Given records —
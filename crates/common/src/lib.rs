use serde::{Deserialize, Serialize};

// ---------------------------------------------------------------------------
// Vector types
// ---------------------------------------------------------------------------

/// Normalized viewport coordinates (0..1 on each axis when on screen).
#[derive(Clone, Copy, Debug, Default, PartialEq, Serialize, Deserialize)]
pub struct Vec2 {
    pub x: f32,
    pub y: f32,
}

impl Vec2 {
    pub const ZERO: Vec2 = Vec2 { x: 0.0, y: 0.0 };

    pub fn new(x: f32, y: f32) -> Self {
        Self { x, y }
    }
}

/// World-space position or direction.
#[derive(Clone, Copy, Debug, Default, PartialEq, Serialize, Deserialize)]
pub struct Vec3 {
    pub x: f32,
    pub y: f32,
    pub z: f32,
}

impl Vec3 {
    pub const ZERO: Vec3 = Vec3 { x: 0.0, y: 0.0, z: 0.0 };

    pub fn new(x: f32, y: f32, z: f32) -> Self {
        Self { x, y, z }
    }

    pub fn length(self) -> f32 {
        (self.x * self.x + self.y * self.y + self.z * self.z).sqrt()
    }

    /// Euclidean distance to another point.
    pub fn distance(self, other: Vec3) -> f32 {
        (other - self).length()
    }

    /// Linear interpolation towards `target` by fraction `t`.
    pub fn lerp(self, target: Vec3, t: f32) -> Vec3 {
        self + (target - self) * t
    }

    pub fn normalized(self) -> Vec3 {
        let len = self.length();
        if len > 0.0 {
            self * (1.0 / len)
        } else {
            Vec3::ZERO
        }
    }
}

impl std::ops::Add for Vec3 {
    type Output = Vec3;
    fn add(self, rhs: Vec3) -> Vec3 {
        Vec3::new(self.x + rhs.x, self.y + rhs.y, self.z + rhs.z)
    }
}

impl std::ops::Sub for Vec3 {
    type Output = Vec3;
    fn sub(self, rhs: Vec3) -> Vec3 {
        Vec3::new(self.x - rhs.x, self.y - rhs.y, self.z - rhs.z)
    }
}

impl std::ops::Mul<f32> for Vec3 {
    type Output = Vec3;
    fn mul(self, rhs: f32) -> Vec3 {
        Vec3::new(self.x * rhs, self.y * rhs, self.z * rhs)
    }
}

// ---------------------------------------------------------------------------
// Gaze target: what the gaze ray intersected, if anything
// ---------------------------------------------------------------------------

/// Outcome of scene intersection for one sample.
///
/// Serialized as a plain string (`"None"`, `"Not Tracked"`, or the object
/// name) so the log format stays one flat JSON object per line.
#[derive(Clone, Debug, Default, PartialEq, Eq, Serialize, Deserialize)]
#[serde(into = "String", from = "String")]
pub enum GazeTarget {
    /// Raycasting ran but nothing was hit.
    #[default]
    None,
    /// Raycasting was disabled by configuration.
    NotTracked,
    /// The named scene object was hit.
    Object(String),
}

impl From<GazeTarget> for String {
    fn from(target: GazeTarget) -> String {
        match target {
            GazeTarget::None => "None".to_string(),
            GazeTarget::NotTracked => "Not Tracked".to_string(),
            GazeTarget::Object(name) => name,
        }
    }
}

impl From<String> for GazeTarget {
    fn from(s: String) -> GazeTarget {
        match s.as_str() {
            "None" => GazeTarget::None,
            "Not Tracked" => GazeTarget::NotTracked,
            _ => GazeTarget::Object(s),
        }
    }
}

impl std::fmt::Display for GazeTarget {
    fn fmt(&self, f: &mut std::fmt::Formatter<'_>) -> std::fmt::Result {
        match self {
            GazeTarget::None => write!(f, "None"),
            GazeTarget::NotTracked => write!(f, "Not Tracked"),
            GazeTarget::Object(name) => write!(f, "{}", name),
        }
    }
}

// ---------------------------------------------------------------------------
// Record: the unit of the gaze log
// ---------------------------------------------------------------------------

/// One encoded gaze sample. Immutable once built; appended to the log in
/// capture order, so timestamps are non-decreasing within one file.
#[derive(Clone, Debug, PartialEq, Serialize, Deserialize)]
pub struct Record {
    /// Whether `origin` and `direction` are meaningful.
    pub valid: bool,
    /// Session-relative capture time in seconds.
    pub timestamp: f64,
    /// Normalized screen-space projection of the gaze direction.
    /// Left at zero when `valid` is false; gate on the flag, not the value.
    pub viewport_point: Vec2,
    /// Eye/ray origin in world space.
    pub origin: Vec3,
    /// Normalized gaze direction.
    pub direction: Vec3,
    /// Distance to the intersected surface, or the last known value when
    /// nothing was hit. Always defined.
    pub distance: f32,
    /// What the gaze ray intersected.
    pub object_name: GazeTarget,
    /// Whether the pupil diameters were usable this sample.
    pub pupils_valid: bool,
    /// Mean of left/right pupil diameter in millimeters. Computed even when
    /// `pupils_valid` is false; gate on the flag, not the value.
    pub pupil_size: f32,
}

// ---------------------------------------------------------------------------
// Raw tracker sample: the input side of the pipeline
// ---------------------------------------------------------------------------

/// Per-eye measurement as reported by the tracker.
#[derive(Clone, Copy, Debug, Default, PartialEq)]
pub struct EyeSample {
    pub pupil_valid: bool,
    /// Pupil diameter in meters.
    pub pupil_diameter: f32,
}

/// One raw sample from the tracker, before encoding.
#[derive(Clone, Copy, Debug, Default, PartialEq)]
pub struct RawSample {
    /// Whether the combined gaze ray is valid.
    pub gaze_valid: bool,
    /// Combined gaze ray origin in world space.
    pub origin: Vec3,
    /// Combined gaze ray direction in world space.
    pub direction: Vec3,
    pub left: EyeSample,
    pub right: EyeSample,
}

// ---------------------------------------------------------------------------
// Collaborator contracts: the core owns neither end of the pipeline
// ---------------------------------------------------------------------------

/// A tracker-side queue of raw samples. Every pending sample must be drained
/// each tick, even when discarded, so the queue never grows without bound.
pub trait SampleSource {
    fn connected(&self) -> bool;
    fn pending(&self) -> usize;
    /// Consume and return the next pending sample, if any.
    fn next_sample(&mut self) -> Option<RawSample>;
}

/// Result of casting a gaze ray into the scene.
#[derive(Clone, Debug, PartialEq)]
pub struct SceneHit {
    pub name: String,
    pub distance: f32,
}

/// Scene intersection service. The core never raycasts itself.
pub trait SceneQuery {
    fn cast(&self, origin: Vec3, direction: Vec3) -> Option<SceneHit>;
}

/// Maps a world-space gaze direction to a normalized viewport point.
/// Engine-specific camera transforms live behind this seam.
pub trait ViewportProjector {
    fn project(&self, direction: Vec3) -> Vec2;
}

/// Smoothed playback state handed to the render sink each tick.
#[derive(Clone, Copy, Debug, Default, PartialEq)]
pub struct SmoothedView {
    /// Smoothed world-space gaze point.
    pub position: Vec3,
    /// Pupil-derived scale; zero during a blink or tracking loss.
    pub scale: f32,
    /// True when pupil data was invalid or non-finite this record.
    pub blink: bool,
}

/// Visualization sink. Fire-and-forget; never fails.
pub trait RenderSink {
    fn present(&mut self, record: Option<&Record>, view: &SmoothedView);
}

// ---------------------------------------------------------------------------
// Error types
// ---------------------------------------------------------------------------

#[derive(Debug, thiserror::Error)]
pub enum GazeLogError {
    #[error("I/O error: {0}")]
    Io(#[from] std::io::Error),

    #[error("malformed record on line {line}: {source}")]
    Parse {
        line: usize,
        source: serde_json::Error,
    },

    #[error("data file limit reached ({max} rotated files); remove old recordings")]
    RotationExhausted { max: u32 },

    #[error("not ready: {0}")]
    NotReady(String),

    #[error("time-sync catch-up exceeded {cap} iterations at record {index}")]
    CatchUpAborted { cap: u32, index: usize },
}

Problem description — Look over the entries above. Copy every line that contains the word "never".

Answer space —
/// each tick, even when discarded, so the queue never grows without bound.
/// Scene intersection service. The core never raycasts itself.
/// Visualization sink. Fire-and-forget; never fails.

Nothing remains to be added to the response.